In many classification models, data is discretized to better estimate its distribution. Existing discretization methods often target at maximizing the discriminant power of discretized data, while overlooking the fact that the primary target of data discretization in classification is to improve the generalization performance. As a result, the data tend to be over-split into many small bins since the data without discretization retain the maximal discriminant information. Thus, we propose a Max-Dependency-Min-Divergence (MDmD) criterion that maximizes both the discriminant information and generalization ability of the discretized data. More specifically, the Max-Dependency criterion maximizes the statistical dependency between the discretized data and the classification variable while the Min-Divergence criterion explicitly minimizes the JS-divergence between the training data and the validation data for a given discretization scheme. The proposed MDmD criterion is technically appealing, but it is difficult to reliably estimate the high-order joint distributions of attributes and the classification variable. We hence further propose a more practical solution, Max-Relevance-Min-Divergence (MRmD) discretization scheme, where each attribute is discretized separately, by simultaneously maximizing the discriminant information and the generalization ability of the discretized data. The proposed MRmD is compared with the state-of-the-art discretization algorithms under the naive Bayes classification framework on 45 machine-learning benchmark datasets. It significantly outperforms all the compared methods on most of the datasets.

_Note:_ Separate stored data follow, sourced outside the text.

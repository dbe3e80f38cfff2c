use winit::window::{Window, WindowId};

use crate::device::{Gpu, GpuFrame, SurfaceErrorAction};
use crate::render::{FrameTarget, PassDescriptor};

use super::app::AppControl;

/// Per-window handles and immutable window metadata.
pub struct WindowCtx<'a> {
    pub id:     WindowId,
    pub window: &'a Window,
}

impl<'a> WindowCtx<'a> {
    /// Refresh rate of the monitor the window is on, rounded to whole hertz.
    ///
    /// `None` when the platform does not report one.
    pub fn refresh_rate_hz(&self) -> Option<u32> {
        let millihertz = self.window.current_monitor()?.refresh_rate_millihertz()?;
        let hz = (millihertz + 500) / 1000;
        (hz > 0).then_some(hz)
    }
}

/// Per-frame context passed to `core::App::on_frame`.
///
/// Lifetimes:
/// - `'a` is the duration of the callback invocation
/// - `'w` is the window-borrow lifetime carried by `Gpu<'w>`
pub struct FrameCtx<'a, 'w> {
    pub window: WindowCtx<'a>,
    /// `None` when device acquisition failed.
    pub gpu:    Option<&'a mut Gpu<'w>>,
}

impl<'a, 'w> FrameCtx<'a, 'w> {
    /// Acquires this tick's drawable and pairs it with `pass`.
    ///
    /// Every failure yields a target with the missing half left out, so the
    /// renderer can skip the frame. Only a fatal surface error asks to exit.
    pub fn acquire(&mut self, pass: PassDescriptor) -> (FrameTarget<GpuFrame>, AppControl) {
        let Some(gpu) = self.gpu.as_deref_mut() else {
            return (FrameTarget::empty(), AppControl::Continue);
        };

        // Minimized: nothing to draw into and no pass to describe.
        if !gpu.has_area() {
            return (FrameTarget::empty(), AppControl::Continue);
        }

        match gpu.begin_frame() {
            Ok(frame) => {
                self.window.window.pre_present_notify();
                (FrameTarget::new(Some(frame), Some(pass)), AppControl::Continue)
            }
            Err(err) => {
                let control = match gpu.handle_surface_error(err) {
                    SurfaceErrorAction::Fatal => {
                        log::error!("surface lost beyond recovery");
                        AppControl::Exit
                    }
                    SurfaceErrorAction::Reconfigured | SurfaceErrorAction::SkipFrame => {
                        AppControl::Continue
                    }
                };
                (FrameTarget::new(None, Some(pass)), control)
            }
        }
    }
}
use super::error::InitError;
use super::shader::ResolvedProgram;
use super::vertex::{Vertex, VERTEX_COUNT};

/// Render-pass description for one frame: how the color attachment starts out.
#[derive(Debug, Copy, Clone, PartialEq)]
pub struct PassDescriptor {
    pub clear: wgpu::Color,
}

impl Default for PassDescriptor {
    fn default() -> Self {
        Self {
            clear: wgpu::Color::BLACK,
        }
    }
}

/// What the host hands the renderer for one display tick.
///
/// Either half may be missing (surface lost, window minimized); the renderer
/// then skips the frame.
pub struct FrameTarget<D> {
    pub drawable: Option<D>,
    pub pass: Option<PassDescriptor>,
}

impl<D> FrameTarget<D> {
    pub fn new(drawable: Option<D>, pass: Option<PassDescriptor>) -> Self {
        Self { drawable, pass }
    }

    /// A target with nothing to draw into.
    pub fn empty() -> Self {
        Self {
            drawable: None,
            pass: None,
        }
    }
}

/// GPU operations the triangle renderer needs.
///
/// The device handle lives inside the implementor. Pipeline and buffer handles
/// are returned to the renderer, which owns them and drops them with itself.
pub trait RenderBackend {
    type Pipeline;
    type VertexBuffer;
    type Drawable;

    /// Links both shader stages into a pipeline writing `format`.
    fn create_pipeline(
        &mut self,
        program: &ResolvedProgram<'_>,
        format: wgpu::TextureFormat,
    ) -> Result<Self::Pipeline, InitError>;

    /// Allocates a buffer for exactly one triangle and uploads `initial`.
    fn create_vertex_buffer(
        &mut self,
        initial: &[Vertex; VERTEX_COUNT],
    ) -> Result<Self::VertexBuffer, InitError>;

    /// Overwrites the whole buffer in place.
    fn write_vertices(&mut self, buffer: &Self::VertexBuffer, vertices: &[Vertex; VERTEX_COUNT]);

    /// Encodes one draw of the triangle into `drawable`, submits it and presents.
    fn submit_frame(
        &mut self,
        pipeline: &Self::Pipeline,
        buffer: &Self::VertexBuffer,
        drawable: Self::Drawable,
        pass: &PassDescriptor,
    );
}
use std::f32::consts::PI;

use bytemuck::{Pod, Zeroable};

use crate::color::ColorState;

/// Number of vertices in the triangle (and capacity of the vertex buffer).
pub const VERTEX_COUNT: usize = 3;

/// Resting x positions (top, bottom-left, bottom-right). Never animated.
pub const BASE_X: [f32; VERTEX_COUNT] = [0.0, -0.5, 0.5];

/// Resting y positions (top, bottom-left, bottom-right).
pub const BASE_Y: [f32; VERTEX_COUNT] = [0.5, -0.5, -0.5];

/// Phase offset per vertex; 120° apart so the wave travels around the triangle.
pub const PHASE: [f32; VERTEX_COUNT] = [0.0, 2.0 * PI / 3.0, 4.0 * PI / 3.0];

/// Peak vertical displacement in NDC units.
pub const AMPLITUDE: f32 = 0.25;

/// Angular frequency in radians per second.
pub const FREQUENCY: f32 = 2.0;

/// GPU vertex: NDC position + straight RGBA color.
#[repr(C)]
#[derive(Debug, Copy, Clone, PartialEq, Pod, Zeroable)]
pub struct Vertex {
    pub position: [f32; 2],
    pub color: [f32; 4],
}

impl Vertex {
    const ATTRS: [wgpu::VertexAttribute; 2] = wgpu::vertex_attr_array![
        0 => Float32x2, // position
        1 => Float32x4  // color
    ];

    pub fn layout() -> wgpu::VertexBufferLayout<'static> {
        wgpu::VertexBufferLayout {
            array_stride: std::mem::size_of::<Vertex>() as u64,
            step_mode: wgpu::VertexStepMode::Vertex,
            attributes: &Self::ATTRS,
        }
    }
}

/// Color of every vertex, in vertex order.
///
/// With `clamp` unset the values pass through untouched, out-of-range input
/// included.
pub fn vertex_colors(colors: &ColorState, clamp: bool) -> [[f32; 4]; VERTEX_COUNT] {
    colors.as_array().map(|c| {
        let c = if clamp { c.clamped() } else { c };
        c.to_rgba()
    })
}

/// Triangle at rest: base positions, no oscillation.
///
/// This is what the vertex buffer holds before the first frame.
pub fn rest(colors: &ColorState, clamp: bool) -> [Vertex; VERTEX_COUNT] {
    let color = vertex_colors(colors, clamp);
    std::array::from_fn(|i| Vertex {
        position: [BASE_X[i], BASE_Y[i]],
        color: color[i],
    })
}

/// Vertical position of vertex `i` at animation time `t`.
#[inline]
pub fn animated_y(i: usize, t: f32) -> f32 {
    BASE_Y[i] + AMPLITUDE * (t * FREQUENCY + PHASE[i]).sin()
}

/// Full triangle at animation time `t`.
///
/// Pure: every field of every vertex is recomputed from `t` and `colors`, so
/// writing the result over the previous buffer contents leaves no stale state.
pub fn animate(t: f32, colors: &ColorState, clamp: bool) -> [Vertex; VERTEX_COUNT] {
    let color = vertex_colors(colors, clamp);
    std::array::from_fn(|i| Vertex {
        position: [BASE_X[i], animated_y(i, t)],
        color: color[i],
    })
}

#[cfg(test)]
mod tests {
    use super::*;
    use crate::color::Rgb;

    const EPS: f32 = 1e-6;

    fn close(a: f32, b: f32) -> bool {
        (a - b).abs() < EPS
    }

    #[test]
    fn vertex_is_tightly_packed() {
        assert_eq!(std::mem::size_of::<Vertex>(), 24);
        assert_eq!(std::mem::size_of::<[Vertex; VERTEX_COUNT]>(), 72);
        assert_eq!(Vertex::layout().array_stride, 24);
        assert_eq!(Vertex::layout().attributes[1].offset, 8);
    }

    #[test]
    fn rest_positions_match_base() {
        let v = rest(&ColorState::default(), false);
        assert_eq!(v[0].position, [0.0, 0.5]);
        assert_eq!(v[1].position, [-0.5, -0.5]);
        assert_eq!(v[2].position, [0.5, -0.5]);
    }

    #[test]
    fn colors_follow_state_with_opaque_alpha() {
        let colors = ColorState::new(
            Rgb::new(0.1, 0.2, 0.3),
            Rgb::new(0.4, 0.5, 0.6),
            Rgb::new(0.7, 0.8, 0.9),
        );
        for t in [0.0, 0.37, 12.5] {
            let v = animate(t, &colors, false);
            assert_eq!(v[0].color, [0.1, 0.2, 0.3, 1.0]);
            assert_eq!(v[1].color, [0.4, 0.5, 0.6, 1.0]);
            assert_eq!(v[2].color, [0.7, 0.8, 0.9, 1.0]);
        }
    }

    #[test]
    fn y_follows_phase_shifted_sine() {
        let colors = ColorState::default();
        let mut t = 0.0f32;
        while t < 10.0 {
            let v = animate(t, &colors, false);
            for i in 0..VERTEX_COUNT {
                let expected = BASE_Y[i] + 0.25 * (2.0 * t + PHASE[i]).sin();
                assert!(close(v[i].position[1], expected), "t={t} i={i}");
            }
            t += 0.173;
        }
    }

    #[test]
    fn x_is_never_animated() {
        let colors = ColorState::default();
        for step in 0..500 {
            let v = animate(step as f32 * 0.05, &colors, false);
            for i in 0..VERTEX_COUNT {
                assert_eq!(v[i].position[0], BASE_X[i]);
            }
        }
    }

    #[test]
    fn at_time_zero_only_top_is_at_rest() {
        let v = animate(0.0, &ColorState::default(), false);
        let offset = 0.25 * (2.0 * PI / 3.0).sin();
        assert!(close(v[0].position[1], 0.5));
        assert!(close(v[1].position[1], -0.5 + offset));
        assert!(close(v[2].position[1], -0.5 - offset));
    }

    #[test]
    fn displacement_stays_within_amplitude() {
        let colors = ColorState::default();
        for step in 0..1000 {
            let v = animate(step as f32 * 0.01, &colors, false);
            for i in 0..VERTEX_COUNT {
                assert!((v[i].position[1] - BASE_Y[i]).abs() <= AMPLITUDE + EPS);
            }
        }
    }

    #[test]
    fn out_of_range_colors_pass_through_unless_clamped() {
        let colors = ColorState::new(
            Rgb::new(1.5, -0.2, 0.5),
            Rgb::green(),
            Rgb::blue(),
        );
        assert_eq!(vertex_colors(&colors, false)[0], [1.5, -0.2, 0.5, 1.0]);
        assert_eq!(vertex_colors(&colors, true)[0], [1.0, 0.0, 0.5, 1.0]);
    }
}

翻译:一种最大相关性最小互信息离散化准则及其在朴素贝叶斯上的应用
翻译后的摘要:
在许多分类模型中,为了更好地估计数据分布,数据需要被离散化处理。现有的离散化方法通常旨在最大化离散化后数据的判别力,而忽略了离散化在分类中提高泛化性能的主要目标。因此,为了同时最大化离散化后数据的判别信息和泛化性能,我们提出了一个最大相关性最小互信息(MDmD)离散化准则,其中最大依赖性准则最大化离散化数据与分类变量之间的统计依赖性,而最小散度准则明确地最小化给定离散化方案下训练数据与验证数据之间的JS散度。然而,MDmD离散化准则难以可靠地估计属性和分类变量的高阶联合分布。针对该问题,我们进一步提出了一种更加实用的离散化方案,最大相关性最小互信息(MRmD)离散化方案,其中每个属性都是单独离散化的,同时最大化离散化数据的判别信息和泛化性能。该提出的MRmD离散化方法在45个机器学习基准数据集上使用朴素贝叶斯分类框架进行了比较。结果显示,在大多数数据集上,它都显著优于所有比较方法。